International competitions
- Champions League CAF Confederation Cup Super Cup FIFA Club World Cup FIFA World Cup (Men's National Team) African Cup of Nations (National Teams)

= Football in Botswana =

Football is the number one sport in Botswana. It is organized by the Botswana Football Association. By October 2007, there are about 348 men's clubs registered. The number of woman's teams organized in the regional leagues by the season of 2021/22 is 88. The men's national team have not yet enjoyed any tangible success on the field. The women's team have achieved their greatest success by qualifying for the Africa Cup of Nations for the first time, where they've reached the first knockout stage.

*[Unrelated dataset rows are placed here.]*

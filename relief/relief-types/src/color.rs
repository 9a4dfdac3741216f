//! 8-bit RGB color.

use std::fmt;
use std::str::FromStr;

#[cfg(feature = "serde")]
use serde::{Deserialize, Serialize};

use crate::error::{TypesError, TypesResult};

/// RGB color with 8-bit components.
///
/// Used both for layer filament colors and for pixel lookups during
/// height mapping.
#[derive(Debug, Clone, Copy, PartialEq, Eq, Hash, PartialOrd, Ord)]
#[cfg_attr(feature = "serde", derive(Serialize, Deserialize))]
pub struct Rgb {
    /// Red component (0-255).
    pub r: u8,
    /// Green component (0-255).
    pub g: u8,
    /// Blue component (0-255).
    pub b: u8,
}

impl Rgb {
    /// Black color (0, 0, 0).
    pub const BLACK: Self = Self::new(0, 0, 0);

    /// White color (255, 255, 255).
    pub const WHITE: Self = Self::new(255, 255, 255);

    /// Create a new color from RGB components.
    ///
    /// # Example
    ///
    /// ```
    /// use relief_types::Rgb;
    ///
    /// let red = Rgb::new(255, 0, 0);
    /// assert_eq!(red.r, 255);
    /// ```
    #[inline]
    #[must_use]
    pub const fn new(r: u8, g: u8, b: u8) -> Self {
        Self { r, g, b }
    }

    /// Create a gray with all three channels set to `value`.
    #[inline]
    #[must_use]
    pub const fn gray(value: u8) -> Self {
        Self::new(value, value, value)
    }

    /// Create a color from floating point channel values in the 0-255 range.
    ///
    /// Values are rounded and clamped.
    #[must_use]
    #[allow(clippy::cast_possible_truncation, clippy::cast_sign_loss)]
    // Truncation and sign loss are safe: values are clamped to [0, 255] first
    pub fn from_f64(r: f64, g: f64, b: f64) -> Self {
        let channel = |v: f64| v.round().clamp(0.0, 255.0) as u8;
        Self::new(channel(r), channel(g), channel(b))
    }

    /// Parse a `#RRGGBB` (or `RRGGBB`) hex string.
    ///
    /// # Errors
    ///
    /// Returns [`TypesError::InvalidColor`] if the string is not six hex digits.
    ///
    /// # Example
    ///
    /// ```
    /// use relief_types::Rgb;
    ///
    /// let c = Rgb::from_hex("#8d7b70").unwrap();
    /// assert_eq!(c, Rgb::new(0x8d, 0x7b, 0x70));
    /// ```
    pub fn from_hex(value: &str) -> TypesResult<Self> {
        let digits = value.strip_prefix('#').unwrap_or(value);
        if digits.len() != 6 || !digits.chars().all(|c| c.is_ascii_hexdigit()) {
            return Err(TypesError::invalid_color(value));
        }
        let channel = |range: std::ops::Range<usize>| {
            u8::from_str_radix(&digits[range], 16).map_err(|_| TypesError::invalid_color(value))
        };
        Ok(Self::new(channel(0..2)?, channel(2..4)?, channel(4..6)?))
    }

    /// Format as a lowercase `#rrggbb` string.
    #[must_use]
    pub fn to_hex(self) -> String {
        format!("#{:02x}{:02x}{:02x}", self.r, self.g, self.b)
    }

    /// Convert to floating point values in [0, 1] range.
    #[inline]
    #[must_use]
    pub fn to_unit(self) -> [f64; 3] {
        [
            f64::from(self.r) / 255.0,
            f64::from(self.g) / 255.0,
            f64::from(self.b) / 255.0,
        ]
    }

    /// Mean of the three channels, normalized to [0, 1].
    #[inline]
    #[must_use]
    pub fn mean_intensity(self) -> f64 {
        (f64::from(self.r) + f64::from(self.g) + f64::from(self.b)) / (3.0 * 255.0)
    }

    /// Rec.601 luma, normalized to [0, 1].
    #[inline]
    #[must_use]
    pub fn luma(self) -> f64 {
        0.114f64.mul_add(
            f64::from(self.b),
            0.299f64.mul_add(f64::from(self.r), 0.587 * f64::from(self.g)),
        ) / 255.0
    }

    /// Squared Euclidean distance in RGB space.
    #[inline]
    #[must_use]
    pub fn distance_squared(self, other: Self) -> u32 {
        let d = |a: u8, b: u8| {
            let v = i32::from(a) - i32::from(b);
            v.unsigned_abs() * v.unsigned_abs()
        };
        d(self.r, other.r) + d(self.g, other.g) + d(self.b, other.b)
    }

    /// Blend toward `other` by `t` (0 keeps `self`, 1 gives `other`), rounding
    /// each channel to the nearest integer.
    #[must_use]
    pub fn mix(self, other: Self, t: f64) -> Self {
        let lerp = |a: u8, b: u8| f64::from(a).mul_add(1.0 - t, f64::from(b) * t);
        Self::from_f64(
            lerp(self.r, other.r),
            lerp(self.g, other.g),
            lerp(self.b, other.b),
        )
    }
}

impl Default for Rgb {
    fn default() -> Self {
        Self::BLACK
    }
}

impl fmt::Display for Rgb {
    fn fmt(&self, f: &mut fmt::Formatter<'_>) -> fmt::Result {
        write!(f, "#{:02x}{:02x}{:02x}", self.r, self.g, self.b)
    }
}

impl FromStr for Rgb {
    type Err = TypesError;

    fn from_str(s: &str) -> Result<Self, Self::Err> {
        Self::from_hex(s.trim())
    }
}

impl From<[u8; 3]> for Rgb {
    fn from([r, g, b]: [u8; 3]) -> Self {
        Self::new(r, g, b)
    }
}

There are less than a handful of male and female players based outside of their home country, the most famous being forward Dipsy Selolwane.

==Men's League System==
There are three main leagues: Botswana Premier League (16 clubs), Botswana First Division North (12 clubs), and Botswana First Division South (12 clubs).

==Women's League System==
There are several regional leagues: Boteti Regional Women's League, Central North Women's League, Francistown Regional Women's League, Gaborone Women's League, Kgatleng Regional Women's League, Kweneng Regional Women's League, Nhabe Regional Women's League, Selebi Phikwe Regional Women's League, and Tswapong Regional Women's League.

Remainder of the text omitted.